Hartley Magazine

All the latest news, hints, tips and advice from our experts

Viola Denim is a stunning purple flower

When gardening for food, green-fingered enthusiasts typically turn to the obvious choices – herbs and vegetables, for instance.

However, why not be a little more adventurous and try and hunt down something a little more unusual? Not only will this make your greenhouse stand out a little bit more, but it could also impress dinner guests when you serve up some food.

One strong option could be the Viola Denim. Violas are a genus of flowering plants that boast somewhere between 400 and 500 unique species throughout the world.

They are typically used as bedding plants, while some varieties even have uses in alternative medicine or perfume.

However, the Viola Denim produces deep purple flowers that are edible. Furthermore, this rich color ensures that it looks stunning when gathered together in numbers.

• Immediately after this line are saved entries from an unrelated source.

use rusqlite::{params, Connection, Row};
use uuid::Uuid;

use crate::db::DatabaseError;
use crate::models::Doctor;

fn doctor_from_row(row: &Row<'_>) -> rusqlite::Result<Doctor> {
    Ok(Doctor {
        id: Uuid::parse_str(&row.get::<_, String>(0)?).unwrap_or_default(),
        name: row.get(1)?,
        specialty: row.get(2)?,
        clinic: row.get(3)?,
        address: row.get(4)?,
        phone: row.get(5)?,
        email: row.get(6)?,
        notes: row.get(7)?,
        first_visit: row.get(8)?,
        is_active: row.get::<_, i32>(9)? != 0,
        created_at: row.get(10)?,
        updated_at: row.get(11)?,
    })
}

pub fn insert_doctor(conn: &Connection, doctor: &Doctor) -> Result<(), DatabaseError> {
    conn.execute(
        "INSERT INTO doctors (id, name, specialty, clinic, address, phone, email, notes,
         first_visit, is_active, created_at, updated_at)
         VALUES (?1, ?2, ?3, ?4, ?5, ?6, ?7, ?8, ?9, ?10, ?11, ?12)",
        params![
            doctor.id.to_string(),
            doctor.name,
            doctor.specialty,
            doctor.clinic,
            doctor.address,
            doctor.phone,
            doctor.email,
            doctor.notes,
            doctor.first_visit,
            doctor.is_active as i32,
            doctor.created_at,
            doctor.updated_at,
        ],
    )?;
    Ok(())
}

pub fn get_doctor(conn: &Connection, id: &Uuid) -> Result<Option<Doctor>, DatabaseError> {
    let mut stmt = conn.prepare(
        "SELECT id, name, specialty, clinic, address, phone, email, notes,
         first_visit, is_active, created_at, updated_at
         FROM doctors WHERE id = ?1",
    )?;

    let result = stmt.query_row(params![id.to_string()], doctor_from_row);
    match result {
        Ok(doctor) => Ok(Some(doctor)),
        Err(rusqlite::Error::QueryReturnedNoRows) => Ok(None),
        Err(e) => Err(e.into()),
    }
}

pub fn get_all_doctors(conn: &Connection) -> Result<Vec<Doctor>, DatabaseError> {
    let mut stmt = conn.prepare(
        "SELECT id, name, specialty, clinic, address, phone, email, notes,
         first_visit, is_active, created_at, updated_at
         FROM doctors ORDER BY name COLLATE NOCASE",
    )?;

    let rows = stmt.query_map([], doctor_from_row)?;
    rows.map(|r| r.map_err(DatabaseError::from)).collect()
}

pub fn update_doctor(conn: &Connection, doctor: &Doctor) -> Result<(), DatabaseError> {
    let changed = conn.execute(
        "UPDATE doctors SET name = ?2, specialty = ?3, clinic = ?4, address = ?5,
         phone = ?6, email = ?7, notes = ?8, first_visit = ?9, is_active = ?10,
         updated_at = ?11
         WHERE id = ?1",
        params![
            doctor.id.to_string(),
            doctor.name,
            doctor.specialty,
            doctor.clinic,
            doctor.address,
            doctor.phone,
            doctor.email,
            doctor.notes,
            doctor.first_visit,
            doctor.is_active as i32,
            doctor.updated_at,
        ],
    )?;

    if changed == 0 {
        return Err(DatabaseError::NotFound {
            entity_type: "doctor".into(),
            id: doctor.id.to_string(),
        });
    }
    Ok(())
}

pub fn delete_doctor(conn: &Connection, id: &Uuid) -> Result<(), DatabaseError> {
    let changed = conn.execute("DELETE FROM doctors WHERE id = ?1", params![id.to_string()])?;
    if changed == 0 {
        return Err(DatabaseError::NotFound {
            entity_type: "doctor".into(),
            id: id.to_string(),
        });
    }
    Ok(())
}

In an article for the Guardian across the pond in the UK, organic garden blogger and author of The Allotment Keeper's Handbook Jane Perrone explained that it is a versatile and jolly-looking ground-hugging flower.

She described its hue as being a kind of inky blue-black, with flecks of purple, white and a yellow eye.

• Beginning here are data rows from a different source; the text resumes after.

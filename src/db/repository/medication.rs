use rusqlite::{params, Connection, Row};
use uuid::Uuid;

use crate::db::DatabaseError;
use crate::models::Medication;

use super::{json_list, list_from_json, opt_uuid_from_text};

fn medication_from_row(row: &Row<'_>) -> rusqlite::Result<Medication> {
    Ok(Medication {
        id: Uuid::parse_str(&row.get::<_, String>(0)?).unwrap_or_default(),
        name: row.get(1)?,
        dosage: row.get(2)?,
        frequency: row.get(3)?,
        route: row.get(4)?,
        start_date: row.get(5)?,
        end_date: row.get(6)?,
        prescribing_doctor_id: opt_uuid_from_text(row.get(7)?),
        appointment_id: opt_uuid_from_text(row.get(8)?),
        purpose: row.get(9)?,
        side_effects: list_from_json(&row.get::<_, String>(10)?),
        notes: row.get(11)?,
        is_active: row.get::<_, i32>(12)? != 0,
        created_at: row.get(13)?,
        updated_at: row.get(14)?,
    })
}

pub fn insert_medication(conn: &Connection, med: &Medication) -> Result<(), DatabaseError> {
    conn.execute(
        "INSERT INTO medications (id, name, dosage, frequency, route, start_date, end_date,
         prescribing_doctor_id, appointment_id, purpose, side_effects, notes, is_active,
         created_at, updated_at)
         VALUES (?1, ?2, ?3, ?4, ?5, ?6, ?7, ?8, ?9, ?10, ?11, ?12, ?13, ?14, ?15)",
        params![
            med.id.to_string(),
            med.name,
            med.dosage,
            med.frequency,
            med.route,
            med.start_date,
            med.end_date,
            med.prescribing_doctor_id.map(|id| id.to_string()),
            med.appointment_id.map(|id| id.to_string()),
            med.purpose,
            json_list(&med.side_effects),
            med.notes,
            med.is_active as i32,
            med.created_at,
            med.updated_at,
        ],
    )?;
    Ok(())
}

pub fn get_medication(conn: &Connection, id: &Uuid) -> Result<Option<Medication>, DatabaseError> {
    let mut stmt = conn.prepare(
        "SELECT id, name, dosage, frequency, route, start_date, end_date,
         prescribing_doctor_id, appointment_id, purpose, side_effects, notes, is_active,
         created_at, updated_at
         FROM medications WHERE id = ?1",
    )?;

    let result = stmt.query_row(params![id.to_string()], medication_from_row);
    match result {
        Ok(med) => Ok(Some(med)),
        Err(rusqlite::Error::QueryReturnedNoRows) => Ok(None),
        Err(e) => Err(e.into()),
    }
}

/// All medications, newest first (anchor start date descending).
pub fn get_all_medications(conn: &Connection) -> Result<Vec<Medication>, DatabaseError> {
    let mut stmt = conn.prepare(
        "SELECT id, name, dosage, frequency, route, start_date, end_date,
         prescribing_doctor_id, appointment_id, purpose, side_effects, notes, is_active,
         created_at, updated_at
         FROM medications ORDER BY start_date DESC",
    )?;

    let rows = stmt.query_map([], medication_from_row)?;
    rows.map(|r| r.map_err(DatabaseError::from)).collect()
}

pub fn update_medication(conn: &Connection, med: &Medication) -> Result<(), DatabaseError> {
    let changed = conn.execute(
        "UPDATE medications SET name = ?2, dosage = ?3, frequency = ?4, route = ?5,
         start_date = ?6, end_date = ?7, prescribing_doctor_id = ?8, appointment_id = ?9,
         purpose = ?10, side_effects = ?11, notes = ?12, is_active = ?13, updated_at = ?14
         WHERE id = ?1",
        params![
            med.id.to_string(),
            med.name,
            med.dosage,
            med.frequency,
            med.route,
            med.start_date,
            med.end_date,
            med.prescribing_doctor_id.map(|id| id.to_string()),
            med.appointment_id.map(|id| id.to_string()),
            med.purpose,
            json_list(&med.side_effects),
            med.notes,
            med.is_active as i32,
            med.updated_at,
        ],
    )?;

    if changed == 0 {
        return Err(DatabaseError::NotFound {
            entity_type: "medication".into(),
            id: med.id.to_string(),
        });
    }
    Ok(())
}

pub fn delete_medication(conn: &Connection, id: &Uuid) -> Result<(), DatabaseError> {
    let changed = conn.execute(
        "DELETE FROM medications WHERE id = ?1",
        params![id.to_string()],
    )?;
    if changed == 0 {
        return Err(DatabaseError::NotFound {
            entity_type: "medication".into(),
            id: id.to_string(),
        });
    }
    Ok(())
}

This ensures it is vibrant enough to avoid appearing gaudy and excessive, like many viola cultivars can, but vibrant enough to cheer up overcast days in the winter and spring – as it blooms in the first part of the year – between January and May.

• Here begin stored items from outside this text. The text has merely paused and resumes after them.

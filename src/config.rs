//! Run configuration for a migration export.
//!
//! The configuration is assumed pre-validated by the operator-facing tooling
//! that produced it; this crate never prompts and never performs credential
//! pre-flight checks. The secret access key is wrapped in
//! `secrecy::SecretString` so `Debug` output and logs cannot leak it, and it
//! is redacted when the configuration is persisted into the project directory.

use std::path::{Path, PathBuf};

use secrecy::{ExposeSecret, SecretString};
use serde::{Deserialize, Serialize};
use tracing::info;

use crate::error::AppError;

/// File name the run configuration is persisted under inside the project dir.
pub const CONFIG_FILE_NAME: &str = "migration.config.json";

// ─────────────────────────────────────────────────────────────────────────────
// SourceKind
// ─────────────────────────────────────────────────────────────────────────────

/// The remote data source a run exports from.
#[derive(Debug, Clone, Copy, PartialEq, Eq, Serialize, Deserialize)]
#[serde(rename_all = "lowercase")]
pub enum SourceKind {
    /// Cognito user pool, listed page by page.
    Cognito,
    /// S3 bucket, optionally restricted to a key prefix.
    S3,
    /// DynamoDB table, scanned page by page.
    DynamoDb,
}

impl std::fmt::Display for SourceKind {
    fn fmt(&self, f: &mut std::fmt::Formatter<'_>) -> std::fmt::Result {
        match self {
            SourceKind::Cognito => write!(f, "cognito"),
            SourceKind::S3 => write!(f, "s3"),
            SourceKind::DynamoDb => write!(f, "dynamodb"),
        }
    }
}

// ─────────────────────────────────────────────────────────────────────────────
// MigrationConfig
// ─────────────────────────────────────────────────────────────────────────────

/// Configuration for one migration export run.
///
/// Exactly one of the variant identifiers is expected to be present,
/// matching `source`; the source dispatch reports `InvalidConfig` otherwise.
#[derive(Clone, Serialize, Deserialize)]
#[serde(rename_all = "camelCase")]
pub struct MigrationConfig {
    /// Project name; also the name of the output directory.
    pub project_name: String,
    /// Which remote source to export from.
    pub source: SourceKind,
    /// AWS region the source lives in.
    pub aws_region: String,
    /// AWS access key id.
    pub aws_access_key_id: String,
    /// AWS secret access key. Redacted on save and in `Debug` output.
    #[serde(
        serialize_with = "serialize_redacted",
        deserialize_with = "deserialize_secret"
    )]
    pub aws_secret_access_key: SecretString,
    /// Cognito user pool id (`source == cognito`).
    #[serde(default, skip_serializing_if = "Option::is_none")]
    pub cognito_user_pool_id: Option<String>,
    /// S3 bucket name (`source == s3`).
    #[serde(default, skip_serializing_if = "Option::is_none")]
    pub s3_bucket: Option<String>,
    /// Optional S3 key prefix (`source == s3`).
    #[serde(default, skip_serializing_if = "Option::is_none")]
    pub s3_prefix: Option<String>,
    /// DynamoDB table name (`source == dynamodb`).
    #[serde(default, skip_serializing_if = "Option::is_none")]
    pub dynamo_table: Option<String>,
}

impl std::fmt::Debug for MigrationConfig {
    fn fmt(&self, f: &mut std::fmt::Formatter<'_>) -> std::fmt::Result {
        f.debug_struct("MigrationConfig")
            .field("project_name", &self.project_name)
            .field("source", &self.source)
            .field("aws_region", &self.aws_region)
            .field("aws_access_key_id", &self.aws_access_key_id)
            .field("aws_secret_access_key", &"[REDACTED]")
            .field("cognito_user_pool_id", &self.cognito_user_pool_id)
            .field("s3_bucket", &self.s3_bucket)
            .field("s3_prefix", &self.s3_prefix)
            .field("dynamo_table", &self.dynamo_table)
            .finish()
    }
}

fn serialize_redacted<S>(_secret: &SecretString, serializer: S) -> Result<S::Ok, S::Error>
where
    S: serde::Serializer,
{
    serializer.serialize_str("[REDACTED]")
}

fn deserialize_secret<'de, D>(deserializer: D) -> Result<SecretString, D::Error>
where
    D: serde::Deserializer<'de>,
{
    String::deserialize(deserializer).map(SecretString::from)
}

impl MigrationConfig {
    /// Loads a configuration from a JSON file.
    ///
    /// # Errors
    ///
    /// Returns `AppError::InvalidConfig` if the file cannot be read or parsed.
    pub fn load(path: &Path) -> Result<Self, AppError> {
        let raw = std::fs::read_to_string(path).map_err(|e| {
            AppError::InvalidConfig(format!("failed to read {}: {}", path.display(), e))
        })?;

        serde_json::from_str(&raw).map_err(|e| {
            AppError::InvalidConfig(format!("failed to parse {}: {}", path.display(), e))
        })
    }

    /// Persists the configuration into the given directory as
    /// `migration.config.json`, with the secret access key redacted.
    ///
    /// # Errors
    ///
    /// Returns `AppError::Filesystem` if the file cannot be written.
    pub fn save_into(&self, dir: &Path) -> Result<PathBuf, AppError> {
        let path = dir.join(CONFIG_FILE_NAME);

        let json = serde_json::to_string_pretty(self)
            .map_err(|e| AppError::Internal(format!("failed to serialize config: {}", e)))?;

        std::fs::write(&path, json).map_err(|e| {
            AppError::Filesystem(format!("failed to write {}: {}", path.display(), e))
        })?;

        info!("[CONFIG] Config file saved to {}", path.display());
        Ok(path)
    }

    /// The secret access key material, for building the AWS credentials
    /// provider. Never log the return value.
    pub fn secret_access_key(&self) -> &str {
        self.aws_secret_access_key.expose_secret()
    }
}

It is useful for plugging some of the gaps that can appear in borders, as well as being effective at filling containers and lining paths without being particularly difficult to manage.

Furthermore, it also produces edible flowers – and looks very pretty in a salad.

"Dotted about singly, they can look lost, but the effect of the massed flowers is stunning, so stuff them into every available pot," Ms Perrone commented, adding: "Add one of the smaller daffodil varieties for a stylish display come spring – tete-a-tete is often chosen for pots, but I like the lemon yellow Pipit."

The expert continued: "Or plant with cut-and-come-again oriental salad leaves in a window box – with some protection, they will thrive on a sheltered balcony or urban sun trap."

It should be noted that the plant requires to be placed somewhere where it is either fully shaded or can at least enjoy partly-shaded locations. Fertile and well-drained soil is also a necessity – and they will need plenty of room to spread their roots out.